As a footnote, 15% of Oregon households in 2014 are food insecure, and as a nation, 17.5 million families, or one in seven, were food insecure last year. The march to continue increasing industrial farming is evident as Big Ag strives to quash GMO labeling campaigns. In Oregon, so far, Monsanto has spent $1.5 million against measure 92, Pepsi $1.4 million, and Kraft Foods $870,000. If these companies were truly interested in working to feed the hungry, perhaps they would have considered more productive ways to invest their money.
Recipe of the Week
I had a craving for garbonzo beans, and developed this simple stew. It’s important to buy locally grown lamb.

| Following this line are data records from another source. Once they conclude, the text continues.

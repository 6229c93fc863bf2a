/// Location clustering
///
/// Two photos share a location when both their latitude and longitude
/// differ by strictly less than `TOLERANCE_DEGREES`. The test is per axis,
/// not a distance, and it is pairwise: clusters are always computed
/// relative to one reference photo, so a chain of points each within
/// tolerance of its neighbour does not merge into one group.
use crate::map::LatLng;

use super::data::Photo;

/// Coordinate proximity threshold (~100 m)
pub const TOLERANCE_DEGREES: f64 = 0.001;

/// Symmetric same-location test
pub fn same_location(a: LatLng, b: LatLng) -> bool {
    (a.lat - b.lat).abs() < TOLERANCE_DEGREES && (a.lng - b.lng).abs() < TOLERANCE_DEGREES
}

/// All photos at the reference photo's location (the reference included
/// when it is part of `photos`), oldest first. Ties keep input order.
pub fn cluster_for<'a, I>(reference: &Photo, photos: I) -> Vec<&'a Photo>
where
    I: IntoIterator<Item = &'a Photo>,
{
    cluster_at(reference.position, photos)
}

/// Same as `cluster_for`, relative to a bare coordinate
pub fn cluster_at<'a, I>(at: LatLng, photos: I) -> Vec<&'a Photo>
where
    I: IntoIterator<Item = &'a Photo>,
{
    let mut cluster: Vec<&Photo> = photos
        .into_iter()
        .filter(|photo| same_location(photo.position, at))
        .collect();

    // Stable sort
    cluster.sort_by_key(|photo| photo.year);
    cluster
}

#[cfg(test)]
mod tests {
    use super::*;
    use crate::state::data::PhotoId;

    fn photo(id: i64, year: i32, lat: f64, lng: f64) -> Photo {
        Photo {
            id: PhotoId::Number(id),
            title: format!("photo {}", id),
            year,
            position: LatLng::new(lat, lng),
            thumbnail_url: String::new(),
            full_image_url: String::new(),
            description: String::new(),
            date: None,
            folder: None,
        }
    }

    fn ids(cluster: &[&Photo]) -> Vec<i64> {
        cluster
            .iter()
            .map(|p| match p.id {
                PhotoId::Number(n) => n,
                _ => unreachable!(),
            })
            .collect()
    }

    #[test]
    fn test_co_located_photos_sorted_by_year() {
        let photos = vec![
            photo(1, 2000, 38.62, -90.20),
            photo(2, 1900, 38.62, -90.20),
            photo(3, 1975, 38.70, -90.10),
            photo(4, 1950, 38.62, -90.20),
        ];

        let cluster = cluster_for(&photos[1], &photos);
        assert_eq!(ids(&cluster), vec![2, 4, 1]);
    }

    #[test]
    fn test_ties_keep_input_order() {
        let photos = vec![
            photo(10, 1920, 1.0, 1.0),
            photo(11, 1910, 1.0, 1.0),
            photo(12, 1920, 1.0, 1.0),
        ];
        assert_eq!(ids(&cluster_for(&photos[0], &photos)), vec![11, 10, 12]);
    }

    #[test]
    fn test_tolerance_is_strict_and_per_axis() {
        let origin = LatLng::new(10.0, 10.0);
        assert!(same_location(origin, LatLng::new(10.0009, 9.9991)));
        assert!(!same_location(origin, LatLng::new(10.0, 10.0015)));
        assert!(!same_location(origin, LatLng::new(9.998, 10.0)));

        // Within tolerance on each axis even though the diagonal is longer
        assert!(same_location(origin, LatLng::new(10.00095, 10.00095)));
    }

    #[test]
    fn test_membership_is_symmetric() {
        let photos = vec![
            photo(1, 1900, 0.0, 0.0),
            photo(2, 1900, 0.0007, 0.0),
            photo(3, 1900, 0.0014, 0.0),
            photo(4, 1900, 0.0, 0.0009),
            photo(5, 1900, 5.0, 5.0),
        ];

        for a in &photos {
            for b in &photos {
                let b_in_a = cluster_for(a, &photos).iter().any(|p| p.id == b.id);
                let a_in_b = cluster_for(b, &photos).iter().any(|p| p.id == a.id);
                assert_eq!(b_in_a, a_in_b, "{} / {}", a.id, b.id);
            }
        }
    }

    #[test]
    fn test_chains_do_not_merge() {
        let photos = vec![
            photo(1, 1900, 0.0, 0.0),
            photo(2, 1901, 0.0007, 0.0),
            photo(3, 1902, 0.0014, 0.0),
        ];

        assert_eq!(ids(&cluster_for(&photos[0], &photos)), vec![1, 2]);
        assert_eq!(ids(&cluster_for(&photos[1], &photos)), vec![1, 2, 3]);
        assert_eq!(ids(&cluster_for(&photos[2], &photos)), vec![2, 3]);
    }
}
/// Full-size photo overlay
///
/// The photo card is wrapped in `opaque`, so only clicks on the dimmed
/// backdrop reach the outer `mouse_area`.
use iced::widget::{
    button, center, column, container, horizontal_space, mouse_area, opaque, row, stack, text,
    Image,
};
use iced::{Color, Element, Length};

use crate::fetch::photo::{ImageCache, ImageSlot};
use crate::state::data::Photo;
use crate::Message;

pub fn view<'a>(
    base: impl Into<Element<'a, Message>>,
    photo: &'a Photo,
    images: &'a ImageCache,
) -> Element<'a, Message> {
    let picture: Element<'a, Message> = match images.get(&photo.full_image_url) {
        Some(ImageSlot::Ready(handle)) => Image::new(handle.clone()).width(Length::Fill).into(),
        Some(ImageSlot::Failed) => text("Image unavailable").size(14).into(),
        _ => text("Loading…").size(14).into(),
    };

    let card = container(
        column![
            row![
                horizontal_space(),
                button(text("×").size(22))
                    .on_press(Message::CloseModal)
                    .style(button::text),
            ],
            picture,
            text(&photo.title).size(22),
            text(&photo.description).size(14),
            text(format!("Year: {}", photo.date_label())).size(14),
        ]
        .spacing(10),
    )
    .max_width(960.0)
    .padding(20)
    .style(container::rounded_box);

    let backdrop = center(opaque(card)).style(|_theme| container::Style {
        background: Some(
            Color {
                a: 0.8,
                ..Color::BLACK
            }
            .into(),
        ),
        ..container::Style::default()
    });

    stack![
        base.into(),
        opaque(mouse_area(backdrop).on_press(Message::ModalBackdropClicked))
    ]
    .into()
}
/// Map rendering seam
///
/// Controllers talk to the map only through `MapSurface`: place a marker,
/// restyle it, remove it, pan, and convert between screen and geo space.
///
/// Architecture:
/// - `projection.rs` - Web Mercator math
/// - `viewport.rs` - in-process `MapSurface` drawn by the map canvas
/// - `tiles.rs` - which base map tiles cover the viewport

pub mod projection;
pub mod tiles;
pub mod viewport;

pub use viewport::Viewport;

/// Geographic coordinate in degrees
#[derive(Debug, Clone, Copy, PartialEq, Default)]
pub struct LatLng {
    pub lat: f64,
    pub lng: f64,
}

impl LatLng {
    pub const fn new(lat: f64, lng: f64) -> Self {
        Self { lat, lng }
    }
}

/// Point in map-container pixels (origin top-left)
#[derive(Debug, Clone, Copy, PartialEq, Default)]
pub struct ScreenPoint {
    pub x: f64,
    pub y: f64,
}

impl ScreenPoint {
    pub const fn new(x: f64, y: f64) -> Self {
        Self { x, y }
    }
}

/// Opaque handle to a marker placed on a surface
#[derive(Debug, Clone, Copy, PartialEq, Eq, Hash, PartialOrd, Ord)]
pub struct MarkerHandle(pub u64);

/// Visual state of a marker
#[derive(Debug, Clone, Copy, PartialEq, Eq, Default)]
pub struct MarkerIcon {
    pub active: bool,
    /// Badge shown on the marker; only the active marker carries one
    pub count: Option<usize>,
}

impl MarkerIcon {
    pub const INACTIVE: MarkerIcon = MarkerIcon {
        active: false,
        count: None,
    };

    pub fn active(count: usize) -> Self {
        MarkerIcon {
            active: true,
            count: Some(count),
        }
    }
}

/// Capabilities the application needs from a map renderer
pub trait MapSurface {
    fn add_marker(&mut self, at: LatLng, icon: MarkerIcon) -> MarkerHandle;

    fn set_icon(&mut self, marker: MarkerHandle, icon: MarkerIcon);

    fn remove_marker(&mut self, marker: MarkerHandle);

    /// Start moving the view towards `center`. Returns immediately;
    /// a later call supersedes an unfinished one.
    fn pan_to(&mut self, center: LatLng, animate: bool);

    fn project(&self, at: LatLng) -> ScreenPoint;

    fn unproject(&self, point: ScreenPoint) -> LatLng;
}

Garbonzos, Lamb and Rosemary
1 lb lamb leg steak
1 onion, chopped
6 large cloves garlic, minced
2 tbls fresh rosemary, minced
1 28 oz. can organic whole tomatoes, pureed
5 cups homemade chicken stock
2 cans organic garbonzo beans, rinsed
1 cup red wine
2 tbls olive oil
Salt and pepper to taste
Heat the oil in a large soup pot. Add the onion and cook until translucent. Add the lamb and cook until slightly brown. Add the rosemary and garlic and stir in for about 1 minute. Add all the wine, lower the heat to medium high, and simmer until the wine has almost evaporated. Season with salt and pepper. Add the garbonzo beans, tomatoes and stock and simmer on medium until the meat is tender, about 1.5 hours.